You do not actually need an orthonormal basis of vectors. You can just have n completely arbitrary base-vectors for an n-dimensional space. They can lie at completely odd angles to each other. The only limitation is that they must not be linearly dependent on each other.
That $e_i \cdot e_j \neq 0$ would just be a generalization. Nothing unheard of. In fact, in certain cases, like, for instance, in triclinic crystals, it's actually more natural to describe your coordinates in such a non-orthognonal and perhaps even non-normal base.

However, I have found the problem with my problem now. I did nothing wrong in my calculations, but I interpreted it wrong:

The offending equation was the following:

$e_i e_j e_i = \sigma_{ij} e_i e_i e_j = \sigma_{ij} c_{ii} e_j = \sigma_{ji} e_j e_i e_i = \sigma_{ji} c_{ii} e_j$

So that means:

$\sigma_{ij} c_{ii} e_j = \sigma_{ji} c_{ii} e_j$

$\sigma_{ij} = \sigma_{ji}$

I previously simply assumed, that that means, $\sigma$ could only be 1 to fullfill this equation. However, all that is required, in accordance with a different equation I already got before, is this:

$\sigma_{ij} = \frac{1}{\sigma_{ji}}$ and $\sigma_{ij} = \sigma_{ji}$

$\to$

$\sigma_{ij} = \frac{1}{\sigma_{ij}}$

$\sigma_{ij}^2 = 1$

$\sigma_{ij} = \pm 1$

This is required for sake of consistency.
Thus, the whole system reduces again to precisely what we already had before, as far as commutativity goes.
All that is left is our $c_{ij}$ , which now are restricted a slight bit further too.

In particular:

$e_i e_j = c_{ij} e_{ij}$

$e_j e_i = c_{ji} e_{ji}$

$i \neq j \to \sigma_{ij} = -1$

$i=j \to \sigma_{ij} = \sigma_{ii} = 1$

$\to$

$e_j e_i = \sigma_{ij} e_i e_j = - e_i e_j = - c_{ij} e_{ij}$

$\to$

$c_{ji} e_{ji}=-c_{ij} e_{ij}$

From there we could get:
$-\frac{c_{ji}}{ c_{ij}}=\frac{e_{ij}}{e_{ji}}$

This is definitely consistent if we just set $c_{ij} = c_{ji}$ . I'm not absolutely certain right now, that this is the only consistent concept, but it might be.
If it turns out that this is the unique solution, we'd essentially have some symmetric matrix $C_{ij}=C_{ji}$ of which each $i$ and $j$ stands for the additional factor of a geometric product of the $i^{th}$ and $j^{th}$ base vectors. - This would essentially be the metric tensor of our given system. The main diagonal would give the usual signature of the system, while all the other values $i \neq j$ correspond to rotated components. They only occur, if the system is not orthogonal.

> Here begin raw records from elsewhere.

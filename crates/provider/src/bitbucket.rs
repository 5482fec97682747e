//! Bitbucket Cloud provider stub.

use crate::{
    client::{AuthenticatedClient, BearerClient},
    traits::VcsProvider,
};
use async_trait::async_trait;
use vcsgate_types::{ProviderId, TokenData};

pub const DEFAULT_API_BASE: &str = "https://api.bitbucket.org/2.0";

pub struct BitbucketProvider {
    api_base: String,
}

impl BitbucketProvider {
    #[must_use]
    pub fn new(api_base: Option<&str>) -> Self {
        Self {
            api_base: api_base.unwrap_or(DEFAULT_API_BASE).to_string(),
        }
    }

    #[must_use]
    pub fn api_base(&self) -> &str {
        &self.api_base
    }
}

impl Default for BitbucketProvider {
    fn default() -> Self {
        Self::new(None)
    }
}

#[async_trait]
impl VcsProvider for BitbucketProvider {
    fn id(&self) -> ProviderId {
        ProviderId::Bitbucket
    }

    fn name(&self) -> &'static str {
        "Bitbucket"
    }

    fn client(&self, tokens: &TokenData) -> AuthenticatedClient {
        AuthenticatedClient::Bitbucket(BearerClient::new(tokens.access_token.clone()))
    }
}

#[cfg(test)]
mod tests {
    use super::*;
    use vcsgate_types::{RepoRef, VcsError};

    #[tokio::test]
    async fn test_ci_status_unsupported() {
        let p = BitbucketProvider::default();
        let client = p.client(&TokenData::new("t"));
        let err = p
            .get_ci_status(&client, &RepoRef::new("ws", "repo"), 1)
            .await
            .unwrap_err();
        assert!(matches!(err, VcsError::Unsupported { .. }));
    }

    #[test]
    fn test_custom_api_base() {
        let p = BitbucketProvider::new(Some("https://bitbucket.internal/rest/api/1.0"));
        assert_eq!(p.api_base(), "https://bitbucket.internal/rest/api/1.0");
    }
}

As said, I'm not yet fully convinced, that this is the only solution here, though it's not unlikely.
But if it is, we'll still have to look into what happens for other vector multiplications. For instance, what happens if we multiply a vector and a bi-vector or, essentially equivalently, three vectors? Things can become really complicated really quickly, but most certainly, a pattern for multiplying $n-$ with $k-$ vectors should appear sooner rather than later.


	Logged

hermann

Iterator

Posts: 181

Re: Geometric Algebra, Geometric Calculus

« Reply #136 on: October 29, 2014, 04:30:14 AM »

if the $e_i$ do not form an orthogonal base I think you have to play the game with covariant and contravariant vectors and you have to define what your metric is.

$(e_1 \cdot e_2 \cdot e_3)$ being the spat product!
I have not tried to write this down with geometric algebra or do we have a source where such thinks are discibed?


	Logged

Hermann
http://www.wackerart.de

Roquen

Iterator

Posts: 180

Re: Geometric Product

« Reply #137 on: October 29, 2014, 02:52:26 PM »

Quote from: hermann on October 28, 2014, 09:50:20 PM

The geometric product is defined as follows:
<Quoted Image Removed>

To be anal, no it's not defined that way...the product rules for the basis elements define the full product. This is an identity to show these two specific partial products are related to the product.


	Logged

All code submitted by me is in the public domain. (http://unlicense.org/)

kram1032

Fractal Senior

Posts: 1863

Re: Geometric Algebra, Geometric Calculus

« Reply #138 on: October 29, 2014, 10:05:20 PM »

Not really.
You could define $a b = a \cdot b + a \wedge b$ just as well as you could define $a \cdot b = \frac{a b+b a}{2} \: \text{and} \: a \wedge b = \frac{a b- b a}{2}$

It's almost the same thing as defining:

$e^{i z} = \cos{z} + i \sin{z}$ versus $\sin{z} = \frac{e^{i z}-e^{-i z}}{2 i} \: \text{and} \: \cos{z} = \frac{e^{i z}+e^{-i z}}{2}$

In both cases I'd argue that the second version is the more fundamental one, however, there is not actually anything wrong with doing it like in the first version. You just have to pick.
One of the two things is defined, and the other is derived. Which one matters very little.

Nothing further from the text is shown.